(Source records Opens)

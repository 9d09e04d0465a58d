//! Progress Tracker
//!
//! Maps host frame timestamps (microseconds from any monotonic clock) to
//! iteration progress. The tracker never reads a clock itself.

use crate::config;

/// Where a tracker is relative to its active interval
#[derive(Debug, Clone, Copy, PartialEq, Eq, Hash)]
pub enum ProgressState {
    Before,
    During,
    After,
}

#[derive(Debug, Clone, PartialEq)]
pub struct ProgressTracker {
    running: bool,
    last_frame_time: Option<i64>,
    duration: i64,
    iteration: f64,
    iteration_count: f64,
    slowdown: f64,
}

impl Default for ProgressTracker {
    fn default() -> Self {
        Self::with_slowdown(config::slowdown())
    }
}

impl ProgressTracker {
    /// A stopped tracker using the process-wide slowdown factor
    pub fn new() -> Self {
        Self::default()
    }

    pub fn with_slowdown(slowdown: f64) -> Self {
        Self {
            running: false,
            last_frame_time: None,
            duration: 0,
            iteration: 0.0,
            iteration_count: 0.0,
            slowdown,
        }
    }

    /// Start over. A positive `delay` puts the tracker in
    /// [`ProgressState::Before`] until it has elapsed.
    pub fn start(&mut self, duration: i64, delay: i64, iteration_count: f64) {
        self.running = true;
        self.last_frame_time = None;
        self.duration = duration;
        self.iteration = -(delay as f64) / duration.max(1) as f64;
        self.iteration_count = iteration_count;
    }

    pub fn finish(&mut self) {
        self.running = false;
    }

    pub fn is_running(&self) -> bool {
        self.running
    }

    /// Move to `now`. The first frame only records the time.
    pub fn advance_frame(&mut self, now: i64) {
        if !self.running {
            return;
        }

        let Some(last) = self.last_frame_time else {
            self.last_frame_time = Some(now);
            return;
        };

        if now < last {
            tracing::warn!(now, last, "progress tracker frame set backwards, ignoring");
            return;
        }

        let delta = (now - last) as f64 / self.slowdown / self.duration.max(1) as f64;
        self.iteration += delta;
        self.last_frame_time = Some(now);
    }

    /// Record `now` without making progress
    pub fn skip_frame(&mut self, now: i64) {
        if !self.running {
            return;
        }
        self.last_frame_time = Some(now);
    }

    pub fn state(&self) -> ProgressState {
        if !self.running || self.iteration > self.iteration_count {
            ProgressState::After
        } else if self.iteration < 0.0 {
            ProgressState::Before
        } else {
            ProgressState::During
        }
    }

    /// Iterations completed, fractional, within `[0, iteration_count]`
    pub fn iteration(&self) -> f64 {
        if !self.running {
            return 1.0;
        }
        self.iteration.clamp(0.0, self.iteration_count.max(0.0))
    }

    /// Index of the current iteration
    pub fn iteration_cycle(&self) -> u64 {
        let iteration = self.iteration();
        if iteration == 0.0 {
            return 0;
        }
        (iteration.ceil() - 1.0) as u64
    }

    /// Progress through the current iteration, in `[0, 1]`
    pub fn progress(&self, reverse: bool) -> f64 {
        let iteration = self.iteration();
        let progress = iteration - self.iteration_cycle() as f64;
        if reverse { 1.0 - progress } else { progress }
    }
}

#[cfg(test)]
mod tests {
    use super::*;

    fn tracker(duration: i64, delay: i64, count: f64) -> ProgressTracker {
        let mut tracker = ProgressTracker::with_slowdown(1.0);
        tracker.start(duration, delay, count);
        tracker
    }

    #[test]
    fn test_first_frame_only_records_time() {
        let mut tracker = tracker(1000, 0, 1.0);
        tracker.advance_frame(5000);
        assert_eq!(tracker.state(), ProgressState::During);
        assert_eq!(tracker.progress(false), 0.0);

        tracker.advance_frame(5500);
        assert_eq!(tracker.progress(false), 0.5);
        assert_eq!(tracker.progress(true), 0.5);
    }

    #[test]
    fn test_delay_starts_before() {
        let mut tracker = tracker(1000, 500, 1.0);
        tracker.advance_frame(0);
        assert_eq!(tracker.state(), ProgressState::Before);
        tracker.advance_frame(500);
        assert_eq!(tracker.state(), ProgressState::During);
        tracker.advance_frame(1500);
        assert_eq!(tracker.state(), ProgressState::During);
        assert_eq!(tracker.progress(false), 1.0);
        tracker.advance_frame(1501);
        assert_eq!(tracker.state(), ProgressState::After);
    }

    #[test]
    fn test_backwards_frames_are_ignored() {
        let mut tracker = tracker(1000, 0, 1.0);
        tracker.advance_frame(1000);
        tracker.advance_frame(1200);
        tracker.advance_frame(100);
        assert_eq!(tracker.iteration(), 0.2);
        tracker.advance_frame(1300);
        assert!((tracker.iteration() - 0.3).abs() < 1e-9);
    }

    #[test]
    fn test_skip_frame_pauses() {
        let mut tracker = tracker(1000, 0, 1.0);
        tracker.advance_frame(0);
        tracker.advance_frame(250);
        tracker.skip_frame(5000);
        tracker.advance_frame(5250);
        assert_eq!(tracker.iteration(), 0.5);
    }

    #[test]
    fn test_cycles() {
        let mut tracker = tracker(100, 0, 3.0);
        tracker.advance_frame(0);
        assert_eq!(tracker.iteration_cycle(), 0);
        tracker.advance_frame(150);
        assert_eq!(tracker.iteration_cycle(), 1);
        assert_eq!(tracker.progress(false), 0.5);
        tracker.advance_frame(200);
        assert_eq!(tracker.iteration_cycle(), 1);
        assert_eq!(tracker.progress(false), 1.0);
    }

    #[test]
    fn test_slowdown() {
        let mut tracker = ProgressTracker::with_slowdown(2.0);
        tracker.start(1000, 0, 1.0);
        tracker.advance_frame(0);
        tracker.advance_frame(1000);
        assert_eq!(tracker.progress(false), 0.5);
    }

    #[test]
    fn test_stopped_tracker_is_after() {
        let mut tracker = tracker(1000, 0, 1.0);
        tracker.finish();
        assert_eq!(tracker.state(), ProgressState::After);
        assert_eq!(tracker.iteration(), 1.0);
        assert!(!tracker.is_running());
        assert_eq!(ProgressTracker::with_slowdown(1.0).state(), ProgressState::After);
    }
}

(Source records Closes)

**What this task involves:** Retype every record exactly, omitting nothing.

**Answer to this task:**
repository 9d09e04d0465a58d
//! Progress Tracker
//!
//! Maps host frame timestamps (microseconds from any monotonic clock) to
//! iteration progress. The tracker never reads a clock itself.

use crate::config;

/// Where a tracker is relative to its active interval
#[derive(Debug, Clone, Copy, PartialEq, Eq, Hash)]
pub enum ProgressState {
    Before,
    During,
    After,
}

#[derive(Debug, Clone, PartialEq)]
pub struct ProgressTracker {
    running: bool,
    last_frame_time: Option<i64>,
    duration: i64,
    iteration: f64,
    iteration_count: f64,
    slowdown: f64,
}

impl Default for ProgressTracker {
    fn default() -> Self {
        Self::with_slowdown(config::slowdown())
    }
}

impl ProgressTracker {
    /// A stopped tracker using the process-wide slowdown factor
    pub fn new() -> Self {
        Self::default()
    }

    pub fn with_slowdown(slowdown: f64) -> Self {
        Self {
            running: false,
            last_frame_time: None,
            duration: 0,
            iteration: 0.0,
            iteration_count: 0.0,
            slowdown,
        }
    }

    /// Start over. A positive `delay` puts the tracker in
    /// [`ProgressState::Before`] until it has elapsed.
    pub fn start(&mut self, duration: i64, delay: i64, iteration_count: f64) {
        self.running = true;
        self.last_frame_time = None;
        self.duration = duration;
        self.iteration = -(delay as f64) / duration.max(1) as f64;
        self.iteration_count = iteration_count;
    }

    pub fn finish(&mut self) {
        self.running = false;
    }

    pub fn is_running(&self) -> bool {
        self.running
    }

    /// Move to `now`. The first frame only records the time.
    pub fn advance_frame(&mut self, now: i64) {
        if !self.running {
            return;
        }

        let Some(last) = self.last_frame_time else {
            self.last_frame_time = Some(now);
            return;
        };

        if now < last {
            tracing::warn!(now, last, "progress tracker frame set backwards, ignoring");
            return;
        }

        let delta = (now - last) as f64 / self.slowdown / self.duration.max(1) as f64;
        self.iteration += delta;
        self.last_frame_time = Some(now);
    }

    /// Record `now` without making progress
    pub fn skip_frame(&mut self, now: i64) {
        if !self.running {
            return;
        }
        self.last_frame_time = Some(now);
    }

    pub fn state(&self) -> ProgressState {
        if !self.running || self.iteration > self.iteration_count {
            ProgressState::After
        } else if self.iteration < 0.0 {
            ProgressState::Before
        } else {
            ProgressState::During
        }
    }

    /// Iterations completed, fractional, within `[0, iteration_count]`
    pub fn iteration(&self) -> f64 {
        if !self.running {
            return 1.0;
        }
        self.iteration.clamp(0.0, self.iteration_count.max(0.0))
    }

    /// Index of the current iteration
    pub fn iteration_cycle(&self) -> u64 {
        let iteration = self.iteration();
        if iteration == 0.0 {
            return 0;
        }
        (iteration.ceil() - 1.0) as u64
    }

    /// Progress through the current iteration, in `[0, 1]`
    pub fn progress(&self, reverse: bool) -> f64 {
        let iteration = self.iteration();
        let progress = iteration - self.iteration_cycle() as f64;
        if reverse { 1.0 - progress } else { progress }
    }
}

#[cfg(test)]
mod tests {
    use super::*;

    fn tracker(duration: i64, delay: i64, count: f64) -> ProgressTracker {
        let mut tracker = ProgressTracker::with_slowdown(1.0);
        tracker.start(duration, delay, count);
        tracker
    }

    #[test]
    fn test_first_frame_only_records_time() {
        let mut tracker = tracker(1000, 0, 1.0);
        tracker.advance_frame(5000);
        assert_eq!(tracker.state(), ProgressState::During);
        assert_eq!(tracker.progress(false), 0.0);

        tracker.advance_frame(5500);
        assert_eq!(tracker.progress(false), 0.5);
        assert_eq!(tracker.progress(true), 0.5);
    }

    #[test]
    fn test_delay_starts_before() {
        let mut tracker = tracker(1000, 500, 1.0);
        tracker.advance_frame(0);
        assert_eq!(tracker.state(), ProgressState::Before);
        tracker.advance_frame(500);
        assert_eq!(tracker.state(), ProgressState::During);
        tracker.advance_frame(1500);
        assert_eq!(tracker.state(), ProgressState::During);
        assert_eq!(tracker.progress(false), 1.0);
        tracker.advance_frame(1501);
        assert_eq!(tracker.state(), ProgressState::After);
    }

    #[test]
    fn test_backwards_frames_are_ignored() {
        let mut tracker = tracker(1000, 0, 1.0);
        tracker.advance_frame(1000);
        tracker.advance_frame(1200);
        tracker.advance_frame(100);
        assert_eq!(tracker.iteration(), 0.2);
        tracker.advance_frame(1300);
        assert!((tracker.iteration() - 0.3).abs() < 1e-9);
    }

    #[test]
    fn test_skip_frame_pauses() {
        let mut tracker = tracker(1000, 0, 1.0);
        tracker.advance_frame(0);
        tracker.advance_frame(250);
        tracker.skip_frame(5000);
        tracker.advance_frame(5250);
        assert_eq!(tracker.iteration(), 0.5);
    }

    #[test]
    fn test_cycles() {
        let mut tracker = tracker(100, 0, 3.0);
        tracker.advance_frame(0);
        assert_eq!(tracker.iteration_cycle(), 0);
        tracker.advance_frame(150);
        assert_eq!(tracker.iteration_cycle(), 1);
        assert_eq!(tracker.progress(false), 0.5);
        tracker.advance_frame(200);
        assert_eq!(tracker.iteration_cycle(), 1);
        assert_eq!(tracker.progress(false), 1.0);
    }

    #[test]
    fn test_slowdown() {
        let mut tracker = ProgressTracker::with_slowdown(2.0);
        tracker.start(1000, 0, 1.0);
        tracker.advance_frame(0);
        tracker.advance_frame(1000);
        assert_eq!(tracker.progress(false), 0.5);
    }

    #[test]
    fn test_stopped_tracker_is_after() {
        let mut tracker = tracker(1000, 0, 1.0);
        tracker.finish();
        assert_eq!(tracker.state(), ProgressState::After);
        assert_eq!(tracker.iteration(), 1.0);
        assert!(!tracker.is_running());
        assert_eq!(ProgressTracker::with_slowdown(1.0).state(), ProgressState::After);
    }
}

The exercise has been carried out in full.